Algunos afirman que en estas fiestas resaltamos la muerte. Así lo celebran en nuestro vecino del norte, cuyos pobladores llegan a acampar a los cementerios en un intento material de sentir la presencia de los seres queridos. Realmente lo que nosotros resaltamos en Guatemala es la transición, ese paso ineludible que todos habremos de dar; ese puente que queda entre los vivos y los que ya dieron ese paso.
Este viernes 1 de noviembre celebramos el fiambre de este año. Pero, si nos compenetramos en la esencia de todo el protocolo, cabe reflexionar que podría ser el último fiambre que disfrutemos. Claro, no hay que ser tan fatalista, empero, después de todo, la esencia de estas fiestas es precisamente el reconocimiento, acaso la sumisión, al cruce del umbral. Muchos tenemos seguros de salud, de vehículo, de vivienda, etc. También hay seguros mal llamados “de vida” que cobran sentido cuando uno se muere. Pero no hay “seguro” que nos garantice tanto tiempo de vida; por eso nadie puede asegurar que estaremos el próximo 1 de noviembre. Si ni siquiera se puede avalar que estemos la próxima semana o mañana mismo. Es la realidad de la existencia y por eso resalta el sentido de estas conmemoraciones: “Nuestras vidas son los ríos que van a dar a la mar, que es el morir.”

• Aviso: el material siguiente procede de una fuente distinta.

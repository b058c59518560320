use std::fmt;
use std::sync::Arc;
use anyhow::Result;
use tracing::info;

use crate::agent::stateless_llm::{ChatTurn, StatelessLLMInterface};
use crate::agent::{ChatSession, StatelessLLMFactory};
use crate::config_manager::utils::load_text_file;
use crate::config_manager::{CoachSettings, Config, GenerationConfig};

const SPANISH_LEARNER_PROMPT: &str = include_str!("prompts/spanish_learner.txt");
const ENGLISH_LEARNER_PROMPT: &str = include_str!("prompts/english_learner.txt");

/// Which coach a request is addressed to
#[derive(Debug, Clone, Copy, PartialEq, Eq, Hash)]
pub enum CoachMode {
    Spanish,
    English,
}

impl CoachMode {
    pub const ALL: [CoachMode; 2] = [CoachMode::Spanish, CoachMode::English];

    pub fn route(self) -> &'static str {
        match self {
            CoachMode::Spanish => "/spanishHelp",
            CoachMode::English => "/englishHelp",
        }
    }

    pub fn name(self) -> &'static str {
        match self {
            CoachMode::Spanish => "spanish",
            CoachMode::English => "english",
        }
    }

    pub fn default_prompt(self) -> &'static str {
        match self {
            CoachMode::Spanish => SPANISH_LEARNER_PROMPT,
            CoachMode::English => ENGLISH_LEARNER_PROMPT,
        }
    }

    fn settings(self, config: &Config) -> &CoachSettings {
        match self {
            CoachMode::Spanish => &config.coach_config.spanish,
            CoachMode::English => &config.coach_config.english,
        }
    }
}

impl fmt::Display for CoachMode {
    fn fmt(&self, f: &mut fmt::Formatter<'_>) -> fmt::Result {
        f.write_str(self.name())
    }
}

/// A coaching mode bound to its prompt and model. Immutable after startup.
#[derive(Clone)]
pub struct Coach {
    pub mode: CoachMode,
    system_prompt: Arc<str>,
    llm: Arc<dyn StatelessLLMInterface>,
    generation: GenerationConfig,
    seed_prompt_history: bool,
}

impl Coach {
    pub fn new(
        mode: CoachMode,
        system_prompt: impl Into<Arc<str>>,
        llm: Arc<dyn StatelessLLMInterface>,
        generation: GenerationConfig,
        seed_prompt_history: bool,
    ) -> Self {
        Self {
            mode,
            system_prompt: system_prompt.into(),
            llm,
            generation,
            seed_prompt_history,
        }
    }

    pub fn from_config(mode: CoachMode, config: &Config) -> Result<Self> {
        let settings = mode.settings(config);

        let system_prompt: Arc<str> = match &settings.prompt_file {
            Some(path) => {
                let prompt = load_text_file(path)?;
                if prompt.trim().is_empty() {
                    anyhow::bail!("Prompt file for {} coach is empty: {}", mode, path.display());
                }
                info!("Loaded {} coach prompt from {}", mode, path.display());
                Arc::from(prompt.trim_end())
            }
            None => Arc::from(mode.default_prompt().trim_end()),
        };

        let mut llm_config = config.llm_config.clone();
        if let Some(model) = &settings.model {
            llm_config.model = model.clone();
        }
        let llm = StatelessLLMFactory::create_llm(&llm_config)?;

        Ok(Self::new(
            mode,
            system_prompt,
            llm,
            config.llm_config.generation,
            config.coach_config.seed_prompt_history,
        ))
    }

    pub fn system_prompt(&self) -> &str {
        &self.system_prompt
    }

    pub fn model(&self) -> &str {
        self.llm.model()
    }

    /// Open a fresh chat. When seeding is on, the system prompt is replayed
    /// as the first user turn as well.
    pub fn open_session(&self) -> ChatSession {
        let history = if self.seed_prompt_history {
            vec![ChatTurn::user(self.system_prompt.to_string())]
        } else {
            Vec::new()
        };

        ChatSession::new(self.llm.clone(), self.system_prompt.clone(), self.generation)
            .with_history(history)
    }
}

/// Both coaches, built once at startup
#[derive(Clone)]
pub struct Coaches {
    spanish: Coach,
    english: Coach,
}

impl Coaches {
    pub fn new(spanish: Coach, english: Coach) -> Self {
        Self { spanish, english }
    }

    pub fn from_config(config: &Config) -> Result<Self> {
        let coaches = Self::new(
            Coach::from_config(CoachMode::Spanish, config)?,
            Coach::from_config(CoachMode::English, config)?,
        );

        for mode in CoachMode::ALL {
            let coach = coaches.get(mode);
            info!(
                "{} coach ready on {}: model={}, prompt={} chars",
                mode,
                mode.route(),
                coach.model(),
                coach.system_prompt().chars().count()
            );
        }

        Ok(coaches)
    }

    pub fn get(&self, mode: CoachMode) -> &Coach {
        match mode {
            CoachMode::Spanish => &self.spanish,
            CoachMode::English => &self.english,
        }
    }
}

/// Wrap the learner's text in double quotes before sending it upstream.
pub fn quote_message(text: &str) -> String {
    format!("\"{}\"", text)
}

Debemos llevar armonía con la muerte. Como dijo Machado, “no debemos temer a la muerte, porque cuando vivimos, no es, y cuando morimos, no somos.” Como alguien dijo: “Todos queremos ir al cielo, pero ninguno se quiere morir.” Recordando a Manrique: “Partimos cuando nacemos/andamos mientras vivimos/y allegamos al tiempo que fenecemos/ así que cuando morimos/ descansamos.”
Espero que cada uno, en la medida de sus posibilidades, goce del fiambre y de su significado. Que celebre la vida. “Todo pasa y todo queda/pero lo nuestro es pasar.”